Heat transfer phenomena of copper-graphene nanocomposite coated aluminium heat spreaders: An interferometric study

Abstract

The formation of thermal hot spots is one of the most significant challenges in operating battery packs of electric vehicles (EVs). Aluminium (Al) is a common material for heat spreaders; however, its capability to dissipate heat in the event of a hot spot formation is limited by its thermal conductivity. The present work focuses on addressing this issue by coating the Al heat spreader with copper-graphene (Cu-Gr) nanocomposite to improve its heat dissipation characteristics. DC electrodeposition technique was employed for coating Cu- Gr nanocomposite material on Al plate, with an optimized graphene concentration of 0.5 g/L in the electrolyte bath, which showed maximum graphene loading in the coating. The Mach-Zehnder interferometric technique was employed to analyze the heat dissipation characteristics of Al heat spreaders, which is a novelty here. The real-time variation of heat dissipation and Nusselt number were obtained using Naylor's method. A comparative heat dissipation study was conducted among plain Al substrate, Cu film deposited Al substrate, and Cu-Gr nanocomposite film deposited Al substrate for three capacity ratings (C-rates), namely; 0.5 C, 1 C, and 3 C assuming a 5 Wh rated battery.
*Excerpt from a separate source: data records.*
use std::{fmt, str::FromStr};

use http::header::AUTHORIZATION;
use percent_encoding::{AsciiSet, NON_ALPHANUMERIC, utf8_percent_encode};
use reqwest::Client;
use url::Url;

use crate::{
    DropboxError, OAuthToken,
    provider::{Endpoints, error_for_status},
};

/// Characters OAuth 1.0 leaves unencoded (RFC 5849, section 3.6).
const OAUTH_UNRESERVED: &AsciiSet = &NON_ALPHANUMERIC
    .remove(b'-')
    .remove(b'.')
    .remove(b'_')
    .remove(b'~');

#[derive(Debug, Clone, Copy, PartialEq, Eq)]
pub enum AccessType {
    AppFolder,
    Dropbox,
}

impl AccessType {
    /// The root segment used in file paths.
    pub fn root(self) -> &'static str {
        match self {
            AccessType::AppFolder => "sandbox",
            AccessType::Dropbox => "dropbox",
        }
    }
}

impl FromStr for AccessType {
    type Err = DropboxError;

    fn from_str(value: &str) -> Result<Self, Self::Err> {
        match value {
            "app_folder" => Ok(AccessType::AppFolder),
            "dropbox" => Ok(AccessType::Dropbox),
            _ => Err(DropboxError::InvalidAccessType(value.to_owned())),
        }
    }
}

/// The application's OAuth session with Dropbox.
#[derive(Clone)]
pub struct DropboxSession {
    consumer: OAuthToken,
    access_type: AccessType,
    endpoints: Endpoints,
    http: Client,
}

impl DropboxSession {
    pub fn new(
        key: impl Into<String>,
        secret: impl Into<String>,
        access_type: &str,
        endpoints: Endpoints,
        http: Client,
    ) -> Result<Self, DropboxError> {
        Ok(Self {
            consumer: OAuthToken::new(key, secret),
            access_type: access_type.parse()?,
            endpoints,
            http,
        })
    }

    pub fn access_type(&self) -> AccessType {
        self.access_type
    }

    pub fn root(&self) -> &'static str {
        self.access_type.root()
    }

    pub fn endpoints(&self) -> &Endpoints {
        &self.endpoints
    }

    pub(crate) fn http(&self) -> &Client {
        &self.http
    }

    /// Builds a PLAINTEXT signed `Authorization` header, signing with `token`
    /// when there is one.
    pub fn authorization_header(&self, token: Option<&OAuthToken>) -> String {
        let signature = format!(
            "{}&{}",
            encode(&self.consumer.secret),
            token.map(|t| encode(&t.secret)).unwrap_or_default()
        );

        let mut params = vec![
            ("oauth_version", "1.0"),
            ("oauth_signature_method", "PLAINTEXT"),
            ("oauth_consumer_key", self.consumer.key.as_str()),
        ];
        if let Some(token) = token {
            params.push(("oauth_token", token.key.as_str()));
        }
        params.push(("oauth_signature", signature.as_str()));

        let params = params
            .into_iter()
            .map(|(name, value)| format!("{name}=\"{}\"", encode(value)))
            .collect::<Vec<_>>()
            .join(", ");

        format!("OAuth {params}")
    }

    pub async fn obtain_request_token(&self) -> Result<OAuthToken, DropboxError> {
        tracing::debug!("obtaining dropbox request token");
        self.token_request("/1/oauth/request_token", None).await
    }

    /// The url the user grants access at. Dropbox redirects back to
    /// `callback` afterwards.
    pub fn build_authorize_url(&self, request_token: &OAuthToken, callback: Option<&str>) -> Url {
        let mut url = self.endpoints.www_url("/1/oauth/authorize");
        {
            let mut query = url.query_pairs_mut();
            query.append_pair("oauth_token", &request_token.key);
            if let Some(callback) = callback {
                query.append_pair("oauth_callback", callback);
            }
        }
        url
    }

    pub async fn obtain_access_token(
        &self,
        request_token: &OAuthToken,
    ) -> Result<OAuthToken, DropboxError> {
        tracing::debug!("exchanging request token for an access token");
        self.token_request("/1/oauth/access_token", Some(request_token))
            .await
    }

    async fn token_request(
        &self,
        path: &str,
        token: Option<&OAuthToken>,
    ) -> Result<OAuthToken, DropboxError> {
        let res = self
            .http
            .post(self.endpoints.api_url(path))
            .header(AUTHORIZATION, self.authorization_header(token))
            .send()
            .await?;

        let body = error_for_status(res).await?.text().await?;
        OAuthToken::from_form(&body)
    }
}

impl fmt::Debug for DropboxSession {
    fn fmt(&self, f: &mut fmt::Formatter<'_>) -> fmt::Result {
        f.debug_struct("DropboxSession")
            .field("consumer", &self.consumer)
            .field("access_type", &self.access_type)
            .field("endpoints", &self.endpoints)
            .finish()
    }
}

fn encode(value: &str) -> String {
    utf8_percent_encode(value, OAUTH_UNRESERVED).to_string()
}

#[cfg(test)]
mod session {
    use reqwest::Client;

    use crate::{
        DropboxError, OAuthToken,
        provider::{AccessType, DropboxSession, Endpoints},
    };

    fn session(access_type: &str) -> Result<DropboxSession, DropboxError> {
        DropboxSession::new(
            "app key",
            "s&cret",
            access_type,
            Endpoints::default(),
            Client::new(),
        )
    }

    #[test]
    fn access_types() {
        assert_eq!(session("app_folder").unwrap().root(), "sandbox");
        assert_eq!(session("dropbox").unwrap().root(), "dropbox");
        assert_eq!(
            session("dropbox").unwrap().access_type(),
            AccessType::Dropbox
        );

        assert!(matches!(
            session("wrong-access-type"),
            Err(DropboxError::InvalidAccessType(t)) if t == "wrong-access-type"
        ));
    }

    #[test]
    fn plaintext_header() {
        let session = session("app_folder").unwrap();

        assert_eq!(
            session.authorization_header(None),
            "OAuth oauth_version=\"1.0\", oauth_signature_method=\"PLAINTEXT\", \
             oauth_consumer_key=\"app%20key\", oauth_signature=\"s%2526cret%26\""
        );

        let token = OAuthToken::new("tok", "tok-secret");
        let header = session.authorization_header(Some(&token));
        assert!(header.contains("oauth_token=\"tok\""));
        assert!(header.ends_with("oauth_signature=\"s%2526cret%26tok-secret\""));
    }

    #[test]
    fn authorize_url() {
        let session = session("app_folder").unwrap();
        let token = OAuthToken::new("request-key", "request-secret");

        let url = session.build_authorize_url(&token, Some("http://localhost/dropbox/callback"));

        assert_eq!(url.host_str(), Some("www.dropbox.com"));
        assert_eq!(url.path(), "/1/oauth/authorize");
        assert_eq!(
            url.query(),
            Some(
                "oauth_token=request-key&oauth_callback=http%3A%2F%2Flocalhost%2Fdropbox%2Fcallback"
            )
        );

        let url = session.build_authorize_url(&token, None);
        assert_eq!(url.query(), Some("oauth_token=request-key"));
        assert!(!url.as_str().contains("request-secret"));
    }
}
The temperature difference between the center and the top of the Al heat spreader plate was the minimum for the composite coated plate. The drop in the temperature difference for the modified heat spreader was 66%, 55%, and 41% for 0.5 C, 1 C, and 3 C, respectively, compared to the bare Al heat spreader. The higher Nuavg values obtained from interferometric calculations for Cu-Gr composite coated heat spreaders indicate the uniform heat distribution along the surface than the Al heat spreader. The Cu-Gr composite coated Al substrate is a promising heat spreader candidate for maintaining uniform temperature in battery packs, extending battery life.